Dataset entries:
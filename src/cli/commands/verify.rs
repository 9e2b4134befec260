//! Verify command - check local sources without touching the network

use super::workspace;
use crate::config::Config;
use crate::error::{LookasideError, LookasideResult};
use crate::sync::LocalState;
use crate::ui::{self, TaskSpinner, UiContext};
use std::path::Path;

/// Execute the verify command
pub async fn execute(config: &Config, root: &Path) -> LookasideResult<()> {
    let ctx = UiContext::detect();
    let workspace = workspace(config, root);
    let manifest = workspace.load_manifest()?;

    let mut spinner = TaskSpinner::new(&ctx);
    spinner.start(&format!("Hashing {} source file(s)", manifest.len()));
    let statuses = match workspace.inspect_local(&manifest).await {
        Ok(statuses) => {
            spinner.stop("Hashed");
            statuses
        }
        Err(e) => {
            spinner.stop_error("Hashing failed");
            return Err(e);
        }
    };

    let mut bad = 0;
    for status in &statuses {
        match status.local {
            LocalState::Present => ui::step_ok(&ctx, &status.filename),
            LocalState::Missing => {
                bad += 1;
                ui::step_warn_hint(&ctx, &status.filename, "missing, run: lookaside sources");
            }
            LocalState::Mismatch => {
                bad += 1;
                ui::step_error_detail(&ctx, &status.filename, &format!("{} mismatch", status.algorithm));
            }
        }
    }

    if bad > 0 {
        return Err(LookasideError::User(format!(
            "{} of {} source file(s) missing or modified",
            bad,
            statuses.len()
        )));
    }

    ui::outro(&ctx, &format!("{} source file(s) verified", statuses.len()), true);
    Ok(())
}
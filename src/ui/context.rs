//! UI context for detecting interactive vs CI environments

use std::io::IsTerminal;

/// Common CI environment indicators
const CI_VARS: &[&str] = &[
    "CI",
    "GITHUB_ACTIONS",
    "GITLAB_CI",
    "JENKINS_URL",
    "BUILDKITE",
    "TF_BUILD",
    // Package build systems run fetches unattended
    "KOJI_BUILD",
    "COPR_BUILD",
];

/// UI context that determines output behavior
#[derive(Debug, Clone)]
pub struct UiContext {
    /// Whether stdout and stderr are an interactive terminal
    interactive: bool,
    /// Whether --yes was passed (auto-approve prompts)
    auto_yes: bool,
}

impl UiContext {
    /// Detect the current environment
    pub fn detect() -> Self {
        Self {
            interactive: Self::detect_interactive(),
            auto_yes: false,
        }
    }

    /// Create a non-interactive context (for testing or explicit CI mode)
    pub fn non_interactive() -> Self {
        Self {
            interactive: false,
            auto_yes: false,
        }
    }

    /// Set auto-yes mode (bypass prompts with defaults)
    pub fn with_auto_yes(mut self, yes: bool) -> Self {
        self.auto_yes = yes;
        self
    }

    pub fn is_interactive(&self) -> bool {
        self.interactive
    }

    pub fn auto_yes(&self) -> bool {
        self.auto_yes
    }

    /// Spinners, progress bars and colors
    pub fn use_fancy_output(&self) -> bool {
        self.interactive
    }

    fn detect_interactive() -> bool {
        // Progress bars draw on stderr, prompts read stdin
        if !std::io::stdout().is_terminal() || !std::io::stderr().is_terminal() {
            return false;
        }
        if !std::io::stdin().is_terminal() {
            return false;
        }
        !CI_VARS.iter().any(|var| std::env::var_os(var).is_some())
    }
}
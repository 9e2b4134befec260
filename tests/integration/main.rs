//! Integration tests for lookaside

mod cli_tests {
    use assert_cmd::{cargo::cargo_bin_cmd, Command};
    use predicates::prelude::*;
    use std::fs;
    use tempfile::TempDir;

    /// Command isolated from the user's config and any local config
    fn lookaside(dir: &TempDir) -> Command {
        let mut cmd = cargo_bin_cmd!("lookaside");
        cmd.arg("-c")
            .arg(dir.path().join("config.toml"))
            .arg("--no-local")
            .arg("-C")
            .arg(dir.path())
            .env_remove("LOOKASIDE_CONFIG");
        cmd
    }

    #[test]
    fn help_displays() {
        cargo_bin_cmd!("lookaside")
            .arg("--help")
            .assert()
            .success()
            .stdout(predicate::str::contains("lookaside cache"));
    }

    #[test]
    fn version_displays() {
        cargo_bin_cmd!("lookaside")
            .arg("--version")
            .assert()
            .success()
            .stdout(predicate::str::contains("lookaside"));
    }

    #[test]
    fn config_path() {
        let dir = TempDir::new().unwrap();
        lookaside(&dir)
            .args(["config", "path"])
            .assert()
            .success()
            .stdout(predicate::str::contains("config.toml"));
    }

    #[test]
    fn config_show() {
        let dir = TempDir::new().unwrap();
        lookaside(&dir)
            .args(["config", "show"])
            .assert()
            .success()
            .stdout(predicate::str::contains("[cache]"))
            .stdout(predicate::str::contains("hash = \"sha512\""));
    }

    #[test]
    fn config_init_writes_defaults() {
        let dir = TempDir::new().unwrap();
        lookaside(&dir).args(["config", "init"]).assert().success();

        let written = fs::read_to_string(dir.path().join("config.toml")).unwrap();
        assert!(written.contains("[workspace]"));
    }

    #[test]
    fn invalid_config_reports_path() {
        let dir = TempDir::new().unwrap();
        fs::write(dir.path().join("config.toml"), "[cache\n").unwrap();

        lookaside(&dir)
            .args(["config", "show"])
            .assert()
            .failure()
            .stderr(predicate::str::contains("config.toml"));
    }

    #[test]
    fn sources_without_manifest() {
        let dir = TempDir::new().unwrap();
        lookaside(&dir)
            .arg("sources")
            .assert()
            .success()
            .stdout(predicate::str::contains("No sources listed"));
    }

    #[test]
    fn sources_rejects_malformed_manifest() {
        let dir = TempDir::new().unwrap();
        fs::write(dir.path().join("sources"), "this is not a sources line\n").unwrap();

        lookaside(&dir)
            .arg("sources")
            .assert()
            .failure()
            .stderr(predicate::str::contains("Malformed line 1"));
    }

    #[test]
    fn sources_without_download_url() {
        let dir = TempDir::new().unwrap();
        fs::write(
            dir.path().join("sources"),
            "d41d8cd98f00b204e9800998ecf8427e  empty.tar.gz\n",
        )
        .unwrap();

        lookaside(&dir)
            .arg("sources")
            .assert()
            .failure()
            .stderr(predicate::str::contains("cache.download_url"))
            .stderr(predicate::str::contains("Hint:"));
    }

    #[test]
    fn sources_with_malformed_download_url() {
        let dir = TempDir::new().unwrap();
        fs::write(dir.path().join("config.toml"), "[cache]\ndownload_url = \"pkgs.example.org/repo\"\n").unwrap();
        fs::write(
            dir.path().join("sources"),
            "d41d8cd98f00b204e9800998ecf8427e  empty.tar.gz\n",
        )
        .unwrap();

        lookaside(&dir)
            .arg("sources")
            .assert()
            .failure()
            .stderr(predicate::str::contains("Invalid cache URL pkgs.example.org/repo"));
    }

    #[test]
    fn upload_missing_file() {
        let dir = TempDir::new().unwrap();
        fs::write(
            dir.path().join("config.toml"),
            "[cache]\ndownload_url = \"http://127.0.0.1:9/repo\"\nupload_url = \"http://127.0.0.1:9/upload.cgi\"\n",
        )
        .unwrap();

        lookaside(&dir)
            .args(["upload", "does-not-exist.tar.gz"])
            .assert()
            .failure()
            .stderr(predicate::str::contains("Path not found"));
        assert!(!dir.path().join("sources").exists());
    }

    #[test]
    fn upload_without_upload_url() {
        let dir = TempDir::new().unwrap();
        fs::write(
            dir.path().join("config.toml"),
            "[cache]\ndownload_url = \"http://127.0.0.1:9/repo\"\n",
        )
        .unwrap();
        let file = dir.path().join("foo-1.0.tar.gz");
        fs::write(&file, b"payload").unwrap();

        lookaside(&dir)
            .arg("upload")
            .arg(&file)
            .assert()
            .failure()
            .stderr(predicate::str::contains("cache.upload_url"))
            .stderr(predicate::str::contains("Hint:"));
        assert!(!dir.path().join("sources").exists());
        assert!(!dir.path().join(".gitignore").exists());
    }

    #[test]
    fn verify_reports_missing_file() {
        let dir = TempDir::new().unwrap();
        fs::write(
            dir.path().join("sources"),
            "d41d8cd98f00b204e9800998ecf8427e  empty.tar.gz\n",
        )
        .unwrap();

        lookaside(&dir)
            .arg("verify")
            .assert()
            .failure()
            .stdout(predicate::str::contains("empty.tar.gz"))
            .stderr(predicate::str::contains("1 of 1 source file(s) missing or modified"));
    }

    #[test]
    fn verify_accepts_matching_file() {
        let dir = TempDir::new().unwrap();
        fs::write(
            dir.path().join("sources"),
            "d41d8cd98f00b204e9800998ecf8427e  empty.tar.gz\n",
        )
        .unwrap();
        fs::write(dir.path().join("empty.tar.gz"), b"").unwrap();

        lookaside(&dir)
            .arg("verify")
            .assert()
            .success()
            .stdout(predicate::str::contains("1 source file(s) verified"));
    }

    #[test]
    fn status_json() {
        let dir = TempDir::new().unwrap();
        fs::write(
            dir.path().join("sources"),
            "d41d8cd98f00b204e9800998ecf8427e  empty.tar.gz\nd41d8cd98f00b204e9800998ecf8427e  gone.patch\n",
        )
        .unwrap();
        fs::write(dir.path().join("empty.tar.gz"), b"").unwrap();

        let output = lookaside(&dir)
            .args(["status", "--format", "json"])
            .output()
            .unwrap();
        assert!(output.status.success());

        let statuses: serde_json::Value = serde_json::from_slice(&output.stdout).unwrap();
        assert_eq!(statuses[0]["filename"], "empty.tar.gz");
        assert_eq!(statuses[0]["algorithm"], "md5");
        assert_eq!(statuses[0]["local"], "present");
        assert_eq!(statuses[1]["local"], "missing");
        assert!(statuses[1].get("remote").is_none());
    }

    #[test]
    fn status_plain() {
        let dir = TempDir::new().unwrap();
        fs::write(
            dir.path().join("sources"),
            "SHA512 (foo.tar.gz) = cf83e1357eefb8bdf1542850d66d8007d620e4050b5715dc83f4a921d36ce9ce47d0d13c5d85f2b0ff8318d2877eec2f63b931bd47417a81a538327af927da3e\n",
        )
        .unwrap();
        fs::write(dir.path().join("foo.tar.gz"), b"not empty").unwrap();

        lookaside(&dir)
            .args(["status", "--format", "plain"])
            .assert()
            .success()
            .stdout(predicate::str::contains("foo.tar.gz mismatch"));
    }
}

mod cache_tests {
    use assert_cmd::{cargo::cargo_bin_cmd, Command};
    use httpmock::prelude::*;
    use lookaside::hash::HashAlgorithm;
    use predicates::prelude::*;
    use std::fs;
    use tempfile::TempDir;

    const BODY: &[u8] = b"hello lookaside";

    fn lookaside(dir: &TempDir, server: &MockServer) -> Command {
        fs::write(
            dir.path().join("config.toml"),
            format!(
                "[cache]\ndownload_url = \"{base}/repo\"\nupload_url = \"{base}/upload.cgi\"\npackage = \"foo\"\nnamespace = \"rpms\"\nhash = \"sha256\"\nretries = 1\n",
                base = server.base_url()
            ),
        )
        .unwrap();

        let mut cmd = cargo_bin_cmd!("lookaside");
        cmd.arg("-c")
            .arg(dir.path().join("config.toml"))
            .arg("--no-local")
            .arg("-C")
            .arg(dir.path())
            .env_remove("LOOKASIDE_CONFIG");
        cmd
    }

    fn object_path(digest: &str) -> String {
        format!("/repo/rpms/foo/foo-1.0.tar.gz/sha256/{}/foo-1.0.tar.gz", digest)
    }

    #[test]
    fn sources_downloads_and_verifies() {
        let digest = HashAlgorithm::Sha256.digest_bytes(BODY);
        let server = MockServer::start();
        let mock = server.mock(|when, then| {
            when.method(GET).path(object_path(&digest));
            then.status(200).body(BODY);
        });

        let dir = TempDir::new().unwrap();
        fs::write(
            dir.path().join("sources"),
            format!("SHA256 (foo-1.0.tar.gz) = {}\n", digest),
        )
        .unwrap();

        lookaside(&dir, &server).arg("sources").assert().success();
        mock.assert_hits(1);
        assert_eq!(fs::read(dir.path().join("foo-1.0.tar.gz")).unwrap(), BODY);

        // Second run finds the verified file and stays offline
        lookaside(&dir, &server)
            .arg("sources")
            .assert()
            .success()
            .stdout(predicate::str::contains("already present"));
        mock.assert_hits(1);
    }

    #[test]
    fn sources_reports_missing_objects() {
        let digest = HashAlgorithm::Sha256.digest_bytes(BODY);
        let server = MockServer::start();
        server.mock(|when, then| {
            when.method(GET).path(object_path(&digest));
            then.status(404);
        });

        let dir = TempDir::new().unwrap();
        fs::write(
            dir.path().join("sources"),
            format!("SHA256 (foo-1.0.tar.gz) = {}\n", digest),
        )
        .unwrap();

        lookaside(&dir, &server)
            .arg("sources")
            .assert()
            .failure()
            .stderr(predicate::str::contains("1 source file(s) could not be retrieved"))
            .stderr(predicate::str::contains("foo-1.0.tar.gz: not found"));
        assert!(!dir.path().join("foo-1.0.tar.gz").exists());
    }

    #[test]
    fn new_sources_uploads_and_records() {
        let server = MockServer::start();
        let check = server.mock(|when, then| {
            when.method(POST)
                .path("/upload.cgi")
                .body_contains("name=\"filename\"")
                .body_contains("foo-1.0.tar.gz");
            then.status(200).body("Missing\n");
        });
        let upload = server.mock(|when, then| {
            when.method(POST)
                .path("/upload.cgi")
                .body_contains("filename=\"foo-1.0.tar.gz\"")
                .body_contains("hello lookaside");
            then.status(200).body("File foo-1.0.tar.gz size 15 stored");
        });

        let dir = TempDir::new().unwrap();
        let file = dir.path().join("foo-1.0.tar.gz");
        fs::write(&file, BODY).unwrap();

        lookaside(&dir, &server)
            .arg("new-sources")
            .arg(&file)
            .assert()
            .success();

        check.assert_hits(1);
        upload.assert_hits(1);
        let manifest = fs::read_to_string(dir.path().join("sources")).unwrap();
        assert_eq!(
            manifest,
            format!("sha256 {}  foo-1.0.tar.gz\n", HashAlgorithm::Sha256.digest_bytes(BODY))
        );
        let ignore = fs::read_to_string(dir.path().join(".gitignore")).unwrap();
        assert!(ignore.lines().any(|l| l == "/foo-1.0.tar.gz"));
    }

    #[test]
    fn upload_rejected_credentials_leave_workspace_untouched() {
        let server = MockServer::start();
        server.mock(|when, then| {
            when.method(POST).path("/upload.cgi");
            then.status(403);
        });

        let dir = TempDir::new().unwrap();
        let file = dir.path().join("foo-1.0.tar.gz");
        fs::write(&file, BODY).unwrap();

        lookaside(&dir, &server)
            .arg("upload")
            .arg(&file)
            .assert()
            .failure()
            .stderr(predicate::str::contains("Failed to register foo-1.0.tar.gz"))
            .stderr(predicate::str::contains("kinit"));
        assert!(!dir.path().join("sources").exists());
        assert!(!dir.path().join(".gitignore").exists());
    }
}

Directions
Filter the lines above, keeping each one that contains the string "LocalState".

Solution to the exercise
use crate::sync::LocalState;
            LocalState::Present => ui::step_ok(&ctx, &status.filename),
            LocalState::Missing => {
            LocalState::Mismatch => {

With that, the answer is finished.